C-based Virtual Machine for Notch's DCPU-16

coderdude · on April 4, 2012

There's also a VM written in Go by kballard: https://github.com/kballard/dcpu16.go/

And a disassembler in JavaScript by evilpie: https://gist.github.com/2300590

Edit:

CoffeeScript, too (via steverb): https://github.com/Janiczek/cfs-dcpu16

@sp332: I feexed it

schwap · on April 4, 2012

I started one in JavaScript (As an exercise to learn JS beyond DOM manipulation): https://github.com/tscho/dcpu16-js

fbu · on April 5, 2012

Awesome man! You solved quite a few problems I had working on mine. (Not sure I understand everything though)

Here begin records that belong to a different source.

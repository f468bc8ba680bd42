//! Cache key definitions.
//!
//! Entity snapshots are keyed by the resource path they are served from, under
//! the `catalog:` namespace. Export bookkeeping lives under `export-jobs:` so a
//! catalog-wide prefix delete can never drop a pending export.

use std::fmt;

/// Route prefix shared by every catalog resource.
pub const API_PREFIX: &str = "/api/v1";

#[derive(Debug, Clone, Copy, PartialEq, Eq)]
pub enum Namespace {
    Catalog,
    ExportJobs,
}

impl Namespace {
    pub fn prefix(self) -> &'static str {
        match self {
            Namespace::Catalog => "catalog:",
            Namespace::ExportJobs => "export-jobs:",
        }
    }
}

/// Hierarchical URL of a catalog resource, e.g. `/api/v1/menus/1/submenus/2`.
#[derive(Debug, Clone, PartialEq, Eq, Hash)]
pub struct ResourcePath(String);

impl ResourcePath {
    pub fn menu(menu_id: i64) -> Self {
        Self(format!("{API_PREFIX}/menus/{menu_id}"))
    }

    pub fn submenu(menu_id: i64, submenu_id: i64) -> Self {
        Self(format!("{API_PREFIX}/menus/{menu_id}/submenus/{submenu_id}"))
    }

    pub fn dish(menu_id: i64, submenu_id: i64, dish_id: i64) -> Self {
        Self(format!(
            "{API_PREFIX}/menus/{menu_id}/submenus/{submenu_id}/dishes/{dish_id}"
        ))
    }

    pub fn as_str(&self) -> &str {
        &self.0
    }
}

impl fmt::Display for ResourcePath {
    fn fmt(&self, f: &mut fmt::Formatter<'_>) -> fmt::Result {
        f.write_str(&self.0)
    }
}

/// Fully-qualified key as stored in the backing store.
#[derive(Debug, Clone, PartialEq, Eq, Hash)]
pub struct CacheKey(String);

impl CacheKey {
    pub fn snapshot(path: &ResourcePath) -> Self {
        Self(format!("{}{}", Namespace::Catalog.prefix(), path.as_str()))
    }

    pub fn export_job(job_id: &str) -> Self {
        Self(format!("{}{job_id}", Namespace::ExportJobs.prefix()))
    }

    pub fn as_str(&self) -> &str {
        &self.0
    }
}

/// Literal key prefix used for bulk invalidation.
#[derive(Debug, Clone, PartialEq, Eq, Hash)]
pub struct KeyPrefix(String);

impl KeyPrefix {
    pub fn namespace(namespace: Namespace) -> Self {
        Self(namespace.prefix().to_string())
    }

    /// Every snapshot nested strictly below `path`.
    pub fn subtree(path: &ResourcePath) -> Self {
        Self(format!("{}{}/", Namespace::Catalog.prefix(), path.as_str()))
    }

    pub fn as_str(&self) -> &str {
        &self.0
    }

    pub fn matches(&self, key: &str) -> bool {
        key.starts_with(&self.0)
    }

    /// Redis `MATCH` pattern selecting every key with this prefix.
    pub fn glob_pattern(&self) -> String {
        let mut pattern = String::with_capacity(self.0.len() + 1);
        for ch in self.0.chars() {
            if matches!(ch, '*' | '?' | '[' | ']' | '\\') {
                pattern.push('\\');
            }
            pattern.push(ch);
        }
        pattern.push('*');
        pattern
    }
}

#[cfg(test)]
mod tests {
    use super::*;

    #[test]
    fn resource_paths_follow_routes() {
        assert_eq!(ResourcePath::menu(1).as_str(), "/api/v1/menus/1");
        assert_eq!(
            ResourcePath::submenu(1, 2).as_str(),
            "/api/v1/menus/1/submenus/2"
        );
        assert_eq!(
            ResourcePath::dish(1, 2, 3).as_str(),
            "/api/v1/menus/1/submenus/2/dishes/3"
        );
    }

    #[test]
    fn subtree_prefix_does_not_leak_into_sibling_ids() {
        let prefix = KeyPrefix::subtree(&ResourcePath::menu(1));
        assert!(prefix.matches(CacheKey::snapshot(&ResourcePath::submenu(1, 4)).as_str()));
        assert!(prefix.matches(CacheKey::snapshot(&ResourcePath::dish(1, 4, 9)).as_str()));
        assert!(!prefix.matches(CacheKey::snapshot(&ResourcePath::menu(1)).as_str()));
        assert!(!prefix.matches(CacheKey::snapshot(&ResourcePath::menu(12)).as_str()));
        assert!(!prefix.matches(CacheKey::snapshot(&ResourcePath::submenu(12, 1)).as_str()));
    }

    #[test]
    fn namespaces_are_disjoint() {
        let catalog = KeyPrefix::namespace(Namespace::Catalog);
        assert!(!catalog.matches(CacheKey::export_job("01HZX").as_str()));
        assert!(catalog.matches(CacheKey::snapshot(&ResourcePath::menu(3)).as_str()));
    }

    #[test]
    fn glob_pattern_escapes_wildcards() {
        let prefix = KeyPrefix::subtree(&ResourcePath::menu(5));
        assert_eq!(prefix.glob_pattern(), "catalog:/api/v1/menus/5/*");
        assert_eq!(
            KeyPrefix(String::from("a*b?[c]")).glob_pattern(),
            "a\\*b\\?\\[c\\]*"
        );
    }
}
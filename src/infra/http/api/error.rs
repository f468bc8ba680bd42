use std::error::Error as StdError;

use axum::Json;
use axum::extract::rejection::{JsonRejection, QueryRejection};
use axum::extract::{FromRequest, FromRequestParts};
use axum::http::StatusCode;
use axum::response::{IntoResponse, Response};
use serde::Serialize;

use crate::application::error::ErrorReport;

const SOURCE: &str = "infra::http::api";

#[derive(Debug, Serialize)]
pub struct ApiErrorBody {
    pub detail: String,
}

/// Error response carrying a client-facing `detail` and the diagnostic chain
/// that the response logger reports.
#[derive(Debug)]
pub struct ApiError {
    status: StatusCode,
    detail: String,
    diagnostics: Vec<String>,
}

impl ApiError {
    pub fn new(status: StatusCode, detail: impl Into<String>) -> Self {
        let detail = detail.into();
        Self {
            status,
            diagnostics: vec![detail.clone()],
            detail,
        }
    }

    /// Client sees `detail`; the log gets the full `source()` chain of `err`.
    pub fn with_source(status: StatusCode, detail: impl Into<String>, err: &dyn StdError) -> Self {
        let report = ErrorReport::from_error(SOURCE, status, err);
        Self {
            status,
            detail: detail.into(),
            diagnostics: report.messages,
        }
    }

    pub fn not_found(detail: impl Into<String>) -> Self {
        Self::new(StatusCode::NOT_FOUND, detail)
    }

    pub fn unprocessable(detail: impl Into<String>) -> Self {
        Self::new(StatusCode::UNPROCESSABLE_ENTITY, detail)
    }

    pub fn status(&self) -> StatusCode {
        self.status
    }

    pub fn detail(&self) -> &str {
        &self.detail
    }
}

impl IntoResponse for ApiError {
    fn into_response(self) -> Response {
        let body = ApiErrorBody {
            detail: self.detail,
        };
        let mut response = (self.status, Json(body)).into_response();
        ErrorReport {
            source: SOURCE,
            status: self.status,
            messages: self.diagnostics,
        }
        .attach(&mut response);
        response
    }
}

impl From<JsonRejection> for ApiError {
    fn from(rejection: JsonRejection) -> Self {
        Self::new(rejection.status(), rejection.body_text())
    }
}

impl From<QueryRejection> for ApiError {
    fn from(rejection: QueryRejection) -> Self {
        Self::new(rejection.status(), rejection.body_text())
    }
}

/// `Json` extractor whose rejections use the `{"detail": ...}` error body.
#[derive(FromRequest)]
#[from_request(via(axum::Json), rejection(ApiError))]
pub struct ApiJson<T>(pub T);

/// `Query` counterpart of [`ApiJson`].
#[derive(FromRequestParts)]
#[from_request(via(axum::extract::Query), rejection(ApiError))]
pub struct ApiQuery<T>(pub T);

#[cfg(test)]
mod tests {
    use super::*;
    use crate::application::repos::RepoError;

    #[test]
    fn response_carries_detail_body_and_report() {
        let err = RepoError::Integrity {
            message: "menus_dishes_count_check".into(),
        };
        let response = ApiError::with_source(
            StatusCode::INTERNAL_SERVER_ERROR,
            "internal server error",
            &err,
        )
        .into_response();

        assert_eq!(response.status(), StatusCode::INTERNAL_SERVER_ERROR);
        let report = response
            .extensions()
            .get::<ErrorReport>()
            .expect("report attached");
        assert_eq!(
            report.messages,
            vec!["integrity error: menus_dishes_count_check".to_string()]
        );
    }
}
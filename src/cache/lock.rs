use std::sync::{LockResult, RwLock, RwLockReadGuard, RwLockWriteGuard};

use tracing::warn;

pub(crate) fn rw_read<'a, T>(
    lock: &'a RwLock<T>,
    target: &'static str,
    op: &'static str,
) -> RwLockReadGuard<'a, T> {
    recover(lock.read(), "rwlock.read", target, op)
}

pub(crate) fn rw_write<'a, T>(
    lock: &'a RwLock<T>,
    target: &'static str,
    op: &'static str,
) -> RwLockWriteGuard<'a, T> {
    recover(lock.write(), "rwlock.write", target, op)
}

/// Snapshots are disposable, so a poisoned guard is still safe to hand out.
fn recover<G>(
    result: LockResult<G>,
    lock_kind: &'static str,
    target: &'static str,
    op: &'static str,
) -> G {
    result.unwrap_or_else(|poisoned| {
        warn!(
            op,
            target_module = target,
            lock_kind,
            result = "poisoned_recovered",
            "Recovered from poisoned cache lock"
        );
        poisoned.into_inner()
    })
}
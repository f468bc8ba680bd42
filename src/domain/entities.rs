//! Domain entities mirrored from persistent storage.

use serde::{Deserialize, Serialize};
use time::OffsetDateTime;

use crate::domain::{
    price::Price,
    types::{ExportStatus, JobState, JobType},
};

#[derive(Debug, Clone, PartialEq, Eq, Serialize)]
pub struct MenuRecord {
    pub id: i64,
    pub title: String,
    pub description: Option<String>,
    pub submenus_count: i64,
    pub dishes_count: i64,
}

#[derive(Debug, Clone, PartialEq, Eq, Serialize)]
pub struct SubmenuRecord {
    pub id: i64,
    pub menu_id: i64,
    pub title: String,
    pub description: Option<String>,
    pub dishes_count: i64,
}

#[derive(Debug, Clone, PartialEq, Eq, Serialize)]
pub struct DishRecord {
    pub id: i64,
    pub menu_id: i64,
    pub submenu_id: i64,
    pub title: String,
    pub description: Option<String>,
    pub price: Option<Price>,
}

/// One dish joined with its submenu and menu, as fed to the spreadsheet export.
#[derive(Debug, Clone, PartialEq, Eq, Serialize, Deserialize)]
pub struct CatalogRow {
    pub menu_title: String,
    pub menu_description: Option<String>,
    pub menu_dishes_count: i64,
    pub submenu_title: String,
    pub submenu_description: Option<String>,
    pub submenu_dishes_count: i64,
    pub dish_title: String,
    pub dish_description: Option<String>,
    pub dish_price: Option<Price>,
}

/// A row of the apalis queue, reduced to what export polling looks at.
#[derive(Debug, Clone, Serialize)]
pub struct JobRecord {
    pub id: String,
    pub job_type: JobType,
    pub payload: serde_json::Value,
    pub state: JobState,
    pub attempts: i32,
    pub max_attempts: i32,
    pub done_at: Option<OffsetDateTime>,
    pub last_error: Option<String>,
}

impl JobRecord {
    /// A failed job with attempts left goes back to the queue, so it is
    /// still reported as queued.
    pub fn export_status(&self) -> ExportStatus {
        match self.state {
            JobState::Failed if self.attempts < self.max_attempts => ExportStatus::Queued,
            state => ExportStatus::from(state),
        }
    }
}

#[cfg(test)]
mod tests {
    use super::*;

    fn job(state: JobState, attempts: i32) -> JobRecord {
        JobRecord {
            id: "job".into(),
            job_type: JobType::RenderExport,
            payload: serde_json::Value::Null,
            state,
            attempts,
            max_attempts: 3,
            done_at: None,
            last_error: Some("boom".into()),
        }
    }

    #[test]
    fn failed_jobs_stay_queued_while_retries_remain() {
        assert_eq!(job(JobState::Failed, 1).export_status(), ExportStatus::Queued);
        assert_eq!(job(JobState::Failed, 2).export_status(), ExportStatus::Queued);
        assert_eq!(job(JobState::Failed, 3).export_status(), ExportStatus::Failed);
    }

    #[test]
    fn killed_jobs_fail_regardless_of_attempts() {
        assert_eq!(job(JobState::Killed, 0).export_status(), ExportStatus::Failed);
        assert_eq!(job(JobState::Done, 1).export_status(), ExportStatus::Succeeded);
    }
}
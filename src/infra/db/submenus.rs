use async_trait::async_trait;

use crate::{
    application::repos::{
        CreateSubmenuParams, RepoError, SubmenusRepo, SubmenusWriteRepo, UpdateSubmenuParams,
    },
    domain::entities::SubmenuRecord,
};

use super::{PostgresRepositories, expect_affected, lock_menu, map_sqlx_error};

const SUBMENU_COLUMNS: &str = "id, menu_id, title, description, dishes_count";

#[derive(sqlx::FromRow)]
struct SubmenuRow {
    id: i64,
    menu_id: i64,
    title: String,
    description: Option<String>,
    dishes_count: i64,
}

impl From<SubmenuRow> for SubmenuRecord {
    fn from(row: SubmenuRow) -> Self {
        Self {
            id: row.id,
            menu_id: row.menu_id,
            title: row.title,
            description: row.description,
            dishes_count: row.dishes_count,
        }
    }
}

#[async_trait]
impl SubmenusRepo for PostgresRepositories {
    async fn list_submenus(&self, menu_id: i64) -> Result<Vec<SubmenuRecord>, RepoError> {
        let rows = sqlx::query_as::<_, SubmenuRow>(&format!(
            "SELECT {SUBMENU_COLUMNS} FROM submenus WHERE menu_id = $1 ORDER BY id"
        ))
        .bind(menu_id)
        .fetch_all(self.pool())
        .await
        .map_err(map_sqlx_error)?;

        Ok(rows.into_iter().map(SubmenuRecord::from).collect())
    }

    async fn find_submenu(
        &self,
        menu_id: i64,
        id: i64,
    ) -> Result<Option<SubmenuRecord>, RepoError> {
        let row = sqlx::query_as::<_, SubmenuRow>(&format!(
            "SELECT {SUBMENU_COLUMNS} FROM submenus WHERE menu_id = $1 AND id = $2"
        ))
        .bind(menu_id)
        .bind(id)
        .fetch_optional(self.pool())
        .await
        .map_err(map_sqlx_error)?;

        Ok(row.map(SubmenuRecord::from))
    }

    async fn find_submenu_by_title(
        &self,
        title: &str,
    ) -> Result<Option<SubmenuRecord>, RepoError> {
        let row = sqlx::query_as::<_, SubmenuRow>(&format!(
            "SELECT {SUBMENU_COLUMNS} FROM submenus WHERE title = $1"
        ))
        .bind(title)
        .fetch_optional(self.pool())
        .await
        .map_err(map_sqlx_error)?;

        Ok(row.map(SubmenuRecord::from))
    }
}

#[async_trait]
impl SubmenusWriteRepo for PostgresRepositories {
    async fn create_submenu(
        &self,
        params: CreateSubmenuParams,
    ) -> Result<SubmenuRecord, RepoError> {
        let mut tx = self.begin().await.map_err(map_sqlx_error)?;

        let bumped = sqlx::query("UPDATE menus SET submenus_count = submenus_count + 1 WHERE id = $1")
            .bind(params.menu_id)
            .execute(&mut *tx)
            .await
            .map_err(map_sqlx_error)?;
        expect_affected(bumped)?;

        let row = sqlx::query_as::<_, SubmenuRow>(&format!(
            r#"
            INSERT INTO submenus (menu_id, title, description)
            VALUES ($1, $2, $3)
            RETURNING {SUBMENU_COLUMNS}
            "#
        ))
        .bind(params.menu_id)
        .bind(&params.title)
        .bind(&params.description)
        .fetch_one(&mut *tx)
        .await
        .map_err(map_sqlx_error)?;

        tx.commit().await.map_err(map_sqlx_error)?;
        Ok(SubmenuRecord::from(row))
    }

    async fn update_submenu(
        &self,
        params: UpdateSubmenuParams,
    ) -> Result<SubmenuRecord, RepoError> {
        let row = sqlx::query_as::<_, SubmenuRow>(&format!(
            r#"
            UPDATE submenus
               SET title = $3,
                   description = $4
             WHERE menu_id = $1 AND id = $2
         RETURNING {SUBMENU_COLUMNS}
            "#
        ))
        .bind(params.menu_id)
        .bind(params.id)
        .bind(&params.title)
        .bind(&params.description)
        .fetch_optional(self.pool())
        .await
        .map_err(map_sqlx_error)?;

        row.map(SubmenuRecord::from).ok_or(RepoError::NotFound)
    }

    async fn delete_submenu(&self, menu_id: i64, id: i64) -> Result<(), RepoError> {
        let mut tx = self.begin().await.map_err(map_sqlx_error)?;
        lock_menu(&mut tx, menu_id).await?;

        let removed_dishes = sqlx::query_scalar::<_, i64>(
            "DELETE FROM submenus WHERE menu_id = $1 AND id = $2 RETURNING dishes_count",
        )
        .bind(menu_id)
        .bind(id)
        .fetch_optional(&mut *tx)
        .await
        .map_err(map_sqlx_error)?
        .ok_or(RepoError::NotFound)?;

        sqlx::query(
            r#"
            UPDATE menus
               SET submenus_count = submenus_count - 1,
                   dishes_count = dishes_count - $2
             WHERE id = $1
            "#,
        )
        .bind(menu_id)
        .bind(removed_dishes)
        .execute(&mut *tx)
        .await
        .map_err(map_sqlx_error)?;

        tx.commit().await.map_err(map_sqlx_error)?;
        Ok(())
    }
}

I checked your code, fixed a few things. It now works for: 7c01 0030 7de1 1000 0020 7803 1000 https://github.com/fbulens/dcpu16-js

I'll continue tomorrow (Europe here).

schwap · on April 5, 2012

Glad you found it helpful! I merged in your changes and added an html interface.

M4v3R · on April 5, 2012

If anyone's interested, I've repackaged kballard's Go VM, so you can compile it and it will run sample Hello World program, outputting it to stdout: http://github.com/M4v3R/dcpu16.go/

alnis · on April 5, 2012

Not quite as fancy as an emulator, but I've put together a JavaScript assembler: https://github.com/AlexNisnevich/dcpu16-assembler

jtauber · on April 5, 2012

and a Python one: https://github.com/jtauber/dcpu16py

itsbth · on April 5, 2012

Another one in coffeescript: https://github.com/itsbth/DCPU.coffee

Seems to work, but I have no idea if it's correct, as I don't have much to test it on.

fla · on April 5, 2012

Yet another one in CoffeeScript https://gist.github.com/2308725

sph · on April 5, 2012

And disassembler in Go (by me): https://bitbucket.org/1player/godcpu16

revelation · on April 4, 2012

An enum with the opcodes would have been a lot nicer. I guess theres no time to lose in a competition with the rest of the world to come up with stuff on a one page of paper CPU.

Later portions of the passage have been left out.